◆ Description of the task
From the entries below, extract every line that includes the word "enum".

◆ Data supplied
════

//! Storage of array data in files.
//!
//! A [`Dataset`] is an open file holding named variables.
//! It is the only I/O boundary of this crate: open a path, then read a variable by name or numeric id.
//!
//! Open datasets are shared through a [`FileRegistry`], keyed by absolute path.
//! Any number of arrays can alias one open dataset, and the file is closed once the last of them releases it.
//!
//! The bundled file format is the `NumPy` `.npz` format ([`NpzDataset`]).

mod file_registry;
mod npz;

use std::path::Path;

use derive_more::Display;
use thiserror::Error;

use crate::array::{DataType, MaskedArray};

pub use self::{
    file_registry::{global_file_registry, DatasetHandle, DatasetOpener, FileRegistry},
    npz::NpzDataset,
};

/// The identifier of a variable in a [`Dataset`].
#[derive(Clone, Debug, PartialEq, Eq, Hash, Display)]
pub enum VariableId {
    /// A variable name.
    #[display("{_0}")]
    Name(String),
    /// A numeric id, the position of the variable in the dataset.
    #[display("#{_0}")]
    Id(usize),
}

impl From<&str> for VariableId {
    fn from(name: &str) -> Self {
        Self::Name(name.to_string())
    }
}

impl From<String> for VariableId {
    fn from(name: String) -> Self {
        Self::Name(name)
    }
}

impl From<usize> for VariableId {
    fn from(id: usize) -> Self {
        Self::Id(id)
    }
}

/// Traits for an open, read-only file holding named variables.
pub trait Dataset: Send + Sync + core::fmt::Debug {
    /// The path the dataset was opened from.
    fn path(&self) -> &Path;

    /// The names of the variables in the dataset, ordered by numeric id.
    fn variable_names(&self) -> Vec<String>;

    /// Read all of a variable as `data_type`.
    ///
    /// Text variables ([`DataType::Char`] or [`DataType::FixedString`]) are returned as [`DataType::Char`] with their raw (character axis inclusive) shape.
    ///
    /// Returns [`None`] if the variable does not exist.
    ///
    /// # Errors
    /// Returns a [`StorageError`] if the variable exists but could not be read as `data_type`.
    fn read_variable(
        &self,
        variable: &VariableId,
        data_type: &DataType,
    ) -> Result<Option<MaskedArray>, StorageError>;
}

/// A storage error.
#[derive(Debug, Error)]
pub enum StorageError {
    /// An IO error.
    #[error(transparent)]
    IOError(#[from] std::io::Error),
    /// An error reading an `.npz` file.
    #[error(transparent)]
    ReadNpz(#[from] ndarray_npy::ReadNpzError),
    /// Any other error.
    #[error("{0}")]
    Other(String),
}

impl From<&str> for StorageError {
    fn from(err: &str) -> Self {
        Self::Other(err.to_string())
    }
}

impl From<String> for StorageError {
    fn from(err: String) -> Self {
        Self::Other(err)
    }
}

#[cfg(test)]
mod tests {
    use super::*;

    #[test]
    fn variable_id() {
        assert_eq!(VariableId::from("lat"), VariableId::Name("lat".to_string()));
        assert_eq!(VariableId::from(2), VariableId::Id(2));
        assert_eq!(VariableId::from("lat").to_string(), "lat");
        assert_eq!(VariableId::Id(2).to_string(), "#2");
    }
}
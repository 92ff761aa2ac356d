use std::path::PathBuf;

use thiserror::Error;

use crate::{
    array_index::InvalidIndexError,
    storage::{StorageError, VariableId},
};

use super::{compression::CompressionCreateError, DataType};

/// Array errors.
#[derive(Debug, Error)]
pub enum ArrayError {
    /// A malformed index expression.
    #[error(transparent)]
    InvalidIndex(#[from] InvalidIndexError),
    /// The file containing the array could not be opened.
    #[error("file {0} is unavailable: {1}")]
    IOUnavailable(PathBuf, #[source] StorageError),
    /// The variable is not present in the file.
    #[error("variable {0} not found in {1}")]
    VariableNotFound(VariableId, PathBuf),
    /// The compression is not supported.
    #[error(transparent)]
    UnsupportedCompression(#[from] CompressionCreateError),
    /// The shape of the data disagrees with the shape implied by the array or its compression.
    #[error("shape mismatch: {0}")]
    ShapeMismatch(String),
    /// A storage error after the file was opened.
    #[error(transparent)]
    StorageError(#[from] StorageError),
    /// Incompatible data type.
    #[error("got data type {0}, expected {1}")]
    IncompatibleDataType(DataType, DataType),
    /// Incompatible element type.
    #[error("the element type {1} is incompatible with data type {0}")]
    IncompatibleElementType(DataType, &'static str),
    /// The data contains an invalid value for the element type.
    #[error("invalid element value")]
    InvalidElementValue,
}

════

◆ Reply to the exercise
pub enum VariableId {
pub enum StorageError {
pub enum ArrayError {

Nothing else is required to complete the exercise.